#### [YOUR GOAL]
Transcribe the following records in full, exactly as shown.

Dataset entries
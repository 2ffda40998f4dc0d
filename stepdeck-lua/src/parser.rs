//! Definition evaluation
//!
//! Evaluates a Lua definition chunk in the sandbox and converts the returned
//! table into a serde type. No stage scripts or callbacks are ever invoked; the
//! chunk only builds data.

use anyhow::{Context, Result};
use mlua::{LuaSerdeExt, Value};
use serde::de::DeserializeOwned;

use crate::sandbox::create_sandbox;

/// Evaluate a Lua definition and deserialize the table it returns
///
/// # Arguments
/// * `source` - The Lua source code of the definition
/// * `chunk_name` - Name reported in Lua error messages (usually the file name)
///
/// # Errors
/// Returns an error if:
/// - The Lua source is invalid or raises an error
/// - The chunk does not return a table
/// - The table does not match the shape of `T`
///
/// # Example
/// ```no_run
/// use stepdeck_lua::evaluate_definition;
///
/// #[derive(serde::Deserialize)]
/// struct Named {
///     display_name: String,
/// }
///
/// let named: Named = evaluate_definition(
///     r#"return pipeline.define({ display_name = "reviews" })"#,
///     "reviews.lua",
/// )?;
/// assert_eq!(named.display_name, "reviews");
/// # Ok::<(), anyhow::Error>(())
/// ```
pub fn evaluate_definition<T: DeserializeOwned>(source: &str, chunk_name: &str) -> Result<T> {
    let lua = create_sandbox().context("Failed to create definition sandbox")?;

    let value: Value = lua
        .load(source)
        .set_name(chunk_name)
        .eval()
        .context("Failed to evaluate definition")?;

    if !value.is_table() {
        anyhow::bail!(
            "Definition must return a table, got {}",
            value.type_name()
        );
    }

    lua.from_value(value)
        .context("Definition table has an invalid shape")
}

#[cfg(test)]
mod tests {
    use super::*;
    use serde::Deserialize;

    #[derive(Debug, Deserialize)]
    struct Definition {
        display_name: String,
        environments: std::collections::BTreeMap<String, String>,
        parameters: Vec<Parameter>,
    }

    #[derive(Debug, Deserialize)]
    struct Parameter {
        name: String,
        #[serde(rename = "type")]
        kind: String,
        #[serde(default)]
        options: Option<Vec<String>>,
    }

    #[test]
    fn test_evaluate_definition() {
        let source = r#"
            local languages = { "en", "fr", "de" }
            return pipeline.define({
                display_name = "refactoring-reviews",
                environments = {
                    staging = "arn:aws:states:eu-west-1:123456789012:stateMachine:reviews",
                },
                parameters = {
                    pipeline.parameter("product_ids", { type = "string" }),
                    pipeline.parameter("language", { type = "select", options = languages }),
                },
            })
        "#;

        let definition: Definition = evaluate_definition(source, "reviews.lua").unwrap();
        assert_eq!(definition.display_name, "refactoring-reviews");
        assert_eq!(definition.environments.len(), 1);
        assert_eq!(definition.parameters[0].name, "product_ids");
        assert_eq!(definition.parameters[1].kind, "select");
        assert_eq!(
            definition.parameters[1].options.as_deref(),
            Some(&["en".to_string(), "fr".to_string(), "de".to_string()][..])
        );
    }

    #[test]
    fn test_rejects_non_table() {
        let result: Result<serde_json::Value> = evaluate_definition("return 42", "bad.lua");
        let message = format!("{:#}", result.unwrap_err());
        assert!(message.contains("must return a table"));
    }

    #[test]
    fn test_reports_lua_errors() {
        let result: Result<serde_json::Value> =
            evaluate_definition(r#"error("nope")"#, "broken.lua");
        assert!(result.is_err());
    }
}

#### [SOLUTION]
repository 2ffda40998f4dc0d
filename stepdeck-lua/src/parser.rs
//! Definition evaluation
//!
//! Evaluates a Lua definition chunk in the sandbox and converts the returned
//! table into a serde type. No stage scripts or callbacks are ever invoked; the
//! chunk only builds data.

use anyhow::{Context, Result};
use mlua::{LuaSerdeExt, Value};
use serde::de::DeserializeOwned;

use crate::sandbox::create_sandbox;

/// Evaluate a Lua definition and deserialize the table it returns
///
/// # Arguments
/// * `source` - The Lua source code of the definition
/// * `chunk_name` - Name reported in Lua error messages (usually the file name)
///
/// # Errors
/// Returns an error if:
/// - The Lua source is invalid or raises an error
/// - The chunk does not return a table
/// - The table does not match the shape of `T`
///
/// # Example
/// ```no_run
/// use stepdeck_lua::evaluate_definition;
///
/// #[derive(serde::Deserialize)]
/// struct Named {
///     display_name: String,
/// }
///
/// let named: Named = evaluate_definition(
///     r#"return pipeline.define({ display_name = "reviews" })"#,
///     "reviews.lua",
/// )?;
/// assert_eq!(named.display_name, "reviews");
/// # Ok::<(), anyhow::Error>(())
/// ```
pub fn evaluate_definition<T: DeserializeOwned>(source: &str, chunk_name: &str) -> Result<T> {
    let lua = create_sandbox().context("Failed to create definition sandbox")?;

    let value: Value = lua
        .load(source)
        .set_name(chunk_name)
        .eval()
        .context("Failed to evaluate definition")?;

    if !value.is_table() {
        anyhow::bail!(
            "Definition must return a table, got {}",
            value.type_name()
        );
    }

    lua.from_value(value)
        .context("Definition table has an invalid shape")
}

#[cfg(test)]
mod tests {
    use super::*;
    use serde::Deserialize;

    #[derive(Debug, Deserialize)]
    struct Definition {
        display_name: String,
        environments: std::collections::BTreeMap<String, String>,
        parameters: Vec<Parameter>,
    }

    #[derive(Debug, Deserialize)]
    struct Parameter {
        name: String,
        #[serde(rename = "type")]
        kind: String,
        #[serde(default)]
        options: Option<Vec<String>>,
    }

    #[test]
    fn test_evaluate_definition() {
        let source = r#"
            local languages = { "en", "fr", "de" }
            return pipeline.define({
                display_name = "refactoring-reviews",
                environments = {
                    staging = "arn:aws:states:eu-west-1:123456789012:stateMachine:reviews",
                },
                parameters = {
                    pipeline.parameter("product_ids", { type = "string" }),
                    pipeline.parameter("language", { type = "select", options = languages }),
                },
            })
        "#;

        let definition: Definition = evaluate_definition(source, "reviews.lua").unwrap();
        assert_eq!(definition.display_name, "refactoring-reviews");
        assert_eq!(definition.environments.len(), 1);
        assert_eq!(definition.parameters[0].name, "product_ids");
        assert_eq!(definition.parameters[1].kind, "select");
        assert_eq!(
            definition.parameters[1].options.as_deref(),
            Some(&["en".to_string(), "fr".to_string(), "de".to_string()][..])
        );
    }

    #[test]
    fn test_rejects_non_table() {
        let result: Result<serde_json::Value> = evaluate_definition("return 42", "bad.lua");
        let message = format!("{:#}", result.unwrap_err());
        assert!(message.contains("must return a table"));
    }

    #[test]
    fn test_reports_lua_errors() {
        let result: Result<serde_json::Value> =
            evaluate_definition(r#"error("nope")"#, "broken.lua");
        assert!(result.is_err());
    }
}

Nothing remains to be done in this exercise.